Она вновь осталась одна, испытывая небывалое возбуждение от предстоящего показа фильма по телевидению. К этому примешивалось чувство некоей неуверенности. Седьмое мая… Ждать еще двенадцать дней. И что потом?

Она неумело открыла шампанское, так что пена залила и блузку, и юбку, и выпила подряд два бокала. Шампанское оказалось слишком теплым. Прошлась по гостиной. Нельзя было не заметить, что ковер на полу потерт, а обвисшие складками занавеси нуждались в замене. Вышла в спальню. Невольно она сравнивала свою квартиру с той, которую занимали Жан-Габриэль и Тони на улице Висконти над их антикварным магазином.

— Там везде порядок и красота, роскошь и достаток, — процитировала она ровным голосом, немного сомневаясь в верности своих суждений.

Жан-Габриэль и Тони жили утонченно, даже слишком, и вели рассеянный образ жизни. Загородный дом в Нормандии, вилла в Кан-сюр-Мер, два автомобиля… И именно это она тяжелее всего прощала бывшему мужу.

«А у меня нет ничего…»

А ведь в лучшие годы своей артистической карьеры Франсуаза получала миллионы.

«Что с ними сталось?» — всякий раз спрашивала она сама себя.

Надо было бы позвонить своему импресарио и сообщить о предполагаемом показе фильма по телевидению. Но она так ничего и не сделала, зная заранее реакцию Адольфа Брюнеля, Дольфо, как звали его собратья по ремеслу.

— Ну и что? — скажет он. — Подождем показа, а затем увидим.
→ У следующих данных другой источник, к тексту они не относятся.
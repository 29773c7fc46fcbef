// Python worker process management
// Spawns a worker script, feeds it one JSON request and follows its JSON-lines output

use std::collections::VecDeque;
use std::path::{Path, PathBuf};
use std::process::Stdio;
use std::sync::Arc;
use std::time::Duration;

use log::{debug, info, warn};
use parking_lot::Mutex;
use serde::{Deserialize, Serialize};
use tokio::io::{AsyncBufReadExt, AsyncWriteExt, BufReader};
use tokio::process::Command;
use tokio_util::sync::CancellationToken;

use super::tree::kill_process_tree;
use crate::error::{truncate_message, AppError, Result, MAX_ITEM_ERROR_LEN};
use crate::models::Settings;
use crate::pipeline::{PhaseProgress, ProgressFn};
use crate::progress::clamp_unit;
use crate::utils::WORKERS_DIR_ENV;

#[cfg(windows)]
use std::os::windows::process::CommandExt;

#[cfg(windows)]
const CREATE_NO_WINDOW: u32 = 0x08000000;

const STDERR_TAIL_LINES: usize = 20;
const STDERR_DRAIN_TIMEOUT: Duration = Duration::from_secs(1);

#[derive(Debug, Clone, Serialize, Deserialize, PartialEq)]
#[serde(tag = "type", rename_all = "snake_case")]
pub enum WorkerMessage {
    Progress {
        fraction: f64,
        #[serde(default)]
        eta_sec: Option<f64>,
        #[serde(default)]
        stage: Option<String>,
    },
    Result {
        data: serde_json::Value,
    },
    Error {
        message: String,
    },
    Log {
        level: String,
        message: String,
    },
}

pub fn get_python_path(configured: Option<&str>) -> String {
    if let Some(path) = configured.filter(|p| !p.trim().is_empty()) {
        return path.to_string();
    }

    #[cfg(target_os = "windows")]
    let paths = ["python", "python3", "py"];

    #[cfg(not(target_os = "windows"))]
    let paths = ["python3", "python"];

    for path in paths {
        let mut cmd = std::process::Command::new(path);
        cmd.arg("--version");

        #[cfg(windows)]
        cmd.creation_flags(CREATE_NO_WINDOW);

        if cmd.output().is_ok() {
            return path.to_string();
        }
    }

    "python".to_string()
}

/// Locate the python_workers directory
pub fn get_workers_dir(configured: Option<&str>) -> PathBuf {
    if let Some(dir) = configured.filter(|d| !d.trim().is_empty()) {
        return PathBuf::from(dir);
    }
    if let Ok(dir) = std::env::var(WORKERS_DIR_ENV) {
        if !dir.trim().is_empty() {
            return PathBuf::from(dir);
        }
    }

    if let Ok(exe_path) = std::env::current_exe() {
        if let Some(exe_dir) = exe_path.parent() {
            let workers_dir = exe_dir.join("python_workers");
            if workers_dir.exists() {
                return workers_dir;
            }

            let mut current = exe_dir;
            for _ in 0..3 {
                if let Some(parent) = current.parent() {
                    let dev_workers_dir = parent.join("python_workers");
                    if dev_workers_dir.exists() {
                        debug!("Found python_workers at: {:?}", dev_workers_dir);
                        return dev_workers_dir;
                    }
                    current = parent;
                }
            }
        }
    }

    let cwd_workers = std::env::current_dir()
        .unwrap_or_default()
        .join("python_workers");

    debug!("Fallback to current dir python_workers: {:?}", cwd_workers);
    cwd_workers
}

/// Interpreter plus script directory, resolved once
#[derive(Debug, Clone)]
pub struct WorkerRuntime {
    python: String,
    workers_dir: PathBuf,
}

impl WorkerRuntime {
    pub fn new(python: impl Into<String>, workers_dir: impl Into<PathBuf>) -> Self {
        Self {
            python: python.into(),
            workers_dir: workers_dir.into(),
        }
    }

    pub fn from_settings(settings: &Settings) -> Self {
        Self::new(
            get_python_path(settings.python_path.as_deref()),
            get_workers_dir(settings.workers_dir.as_deref()),
        )
    }

    pub fn workers_dir(&self) -> &Path {
        &self.workers_dir
    }

    /// Run `script` with `input` on stdin until it exits or `cancel` fires.
    ///
    /// Fails if the worker reported an error, exited non-zero or never
    /// produced a result. On cancellation the whole process tree is killed.
    pub async fn run(
        &self,
        script: &str,
        input: &serde_json::Value,
        progress: &ProgressFn,
        cancel: &CancellationToken,
    ) -> Result<serde_json::Value> {
        let script_path = self.workers_dir.join(script);
        if !script_path.exists() {
            return Err(AppError::Worker(format!(
                "Worker script not found: {:?}",
                script_path
            )));
        }

        info!("Spawning Python worker: {:?}", script_path);

        let mut cmd = Command::new(&self.python);
        cmd.arg(&script_path)
            .stdin(Stdio::piped())
            .stdout(Stdio::piped())
            .stderr(Stdio::piped())
            .env("PYTHONUNBUFFERED", "1")
            .kill_on_drop(true);

        #[cfg(windows)]
        cmd.creation_flags(CREATE_NO_WINDOW);

        let mut child = cmd
            .spawn()
            .map_err(|e| AppError::Worker(format!("Failed to spawn Python process: {}", e)))?;

        let input_json = serde_json::to_string(input)?;
        if let Some(mut stdin) = child.stdin.take() {
            // A worker that exits early closes the pipe; its exit status tells the story
            if let Err(e) = stdin.write_all(input_json.as_bytes()).await {
                warn!("Failed to write worker input: {}", e);
            }
            let _ = stdin.shutdown().await;
        }

        let stdout = child
            .stdout
            .take()
            .ok_or_else(|| AppError::Worker("Failed to capture stdout".to_string()))?;

        let stderr_tail = Arc::new(Mutex::new(VecDeque::with_capacity(STDERR_TAIL_LINES)));
        let stderr_task = child.stderr.take().map(|stderr| {
            let tail = Arc::clone(&stderr_tail);
            tokio::spawn(async move {
                let mut lines = BufReader::new(stderr).lines();
                while let Ok(Some(line)) = lines.next_line().await {
                    debug!("[Python stderr] {}", line);
                    let mut guard = tail.lock();
                    if guard.len() == STDERR_TAIL_LINES {
                        guard.pop_front();
                    }
                    guard.push_back(line);
                }
            })
        });

        let mut reader = BufReader::new(stdout).lines();
        let mut last_result: Option<serde_json::Value> = None;
        let mut last_error: Option<String> = None;

        loop {
            let line = tokio::select! {
                _ = cancel.cancelled() => {
                    if let Some(pid) = child.id() {
                        kill_process_tree(pid);
                    }
                    let _ = child.kill().await;
                    info!("Python worker {} canceled", script);
                    return Err(AppError::Canceled);
                }
                line = reader.next_line() => line,
            };

            let line = match line {
                Ok(Some(line)) => line,
                Ok(None) => break,
                Err(e) => {
                    warn!("Failed to read worker output: {}", e);
                    break;
                }
            };

            match serde_json::from_str::<WorkerMessage>(&line) {
                Ok(WorkerMessage::Progress { fraction, eta_sec, stage }) => {
                    if let Some(stage) = stage {
                        debug!("[Python] stage: {}", stage);
                    }
                    progress(PhaseProgress {
                        fraction: clamp_unit(fraction),
                        eta_sec: eta_sec.filter(|eta| eta.is_finite() && *eta >= 0.0),
                    });
                }
                Ok(WorkerMessage::Result { data }) => last_result = Some(data),
                Ok(WorkerMessage::Error { message }) => last_error = Some(message),
                Ok(WorkerMessage::Log { level, message }) => match level.as_str() {
                    "error" | "warning" | "warn" => warn!("[Python {}] {}", level, message),
                    "info" => info!("[Python] {}", message),
                    _ => debug!("[Python {}] {}", level, message),
                },
                Err(_) => debug!("[Python] {}", line),
            }
        }

        let status = child.wait().await?;
        if let Some(task) = stderr_task {
            // Grandchildren may keep stderr open; don't wait on them forever
            let _ = tokio::time::timeout(STDERR_DRAIN_TIMEOUT, task).await;
        }
        let exit_code = status.code().unwrap_or(-1);
        debug!("Python worker exited with code: {}", exit_code);

        if let Some(error) = last_error {
            return Err(AppError::Worker(truncate_message(&error, MAX_ITEM_ERROR_LEN)));
        }

        if exit_code != 0 {
            let tail = stderr_tail.lock().iter().cloned().collect::<Vec<_>>().join("\n");
            let message = if tail.trim().is_empty() {
                format!("Python worker exited with code: {}", exit_code)
            } else {
                format!("exit code {}: {}", exit_code, tail)
            };
            return Err(AppError::Worker(truncate_message(&message, MAX_ITEM_ERROR_LEN)));
        }

        last_result.ok_or_else(|| AppError::Worker("No result from Python worker".to_string()))
    }
}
Франсуаза уже четыре года была одной из лошадок Дольфо, с тех самых пор, когда пошли на убыль предложения от постановщиков и продюсеров. «Рейна больше мной не занимается!» — заявила она, расставаясь с Рейной Вальдер, которая вела большую часть ее контрактов. Франсуаза отказывалась понимать, что время ее царствования закончилось. Дольфо же воспринял ее как звезду, каковой она больше не являлась, и не пытался обсуждать процент от будущих гонораров Франсуазы. Может быть, он тогда не сомневался, что она сможет вновь занять свое место в заглавных титрах.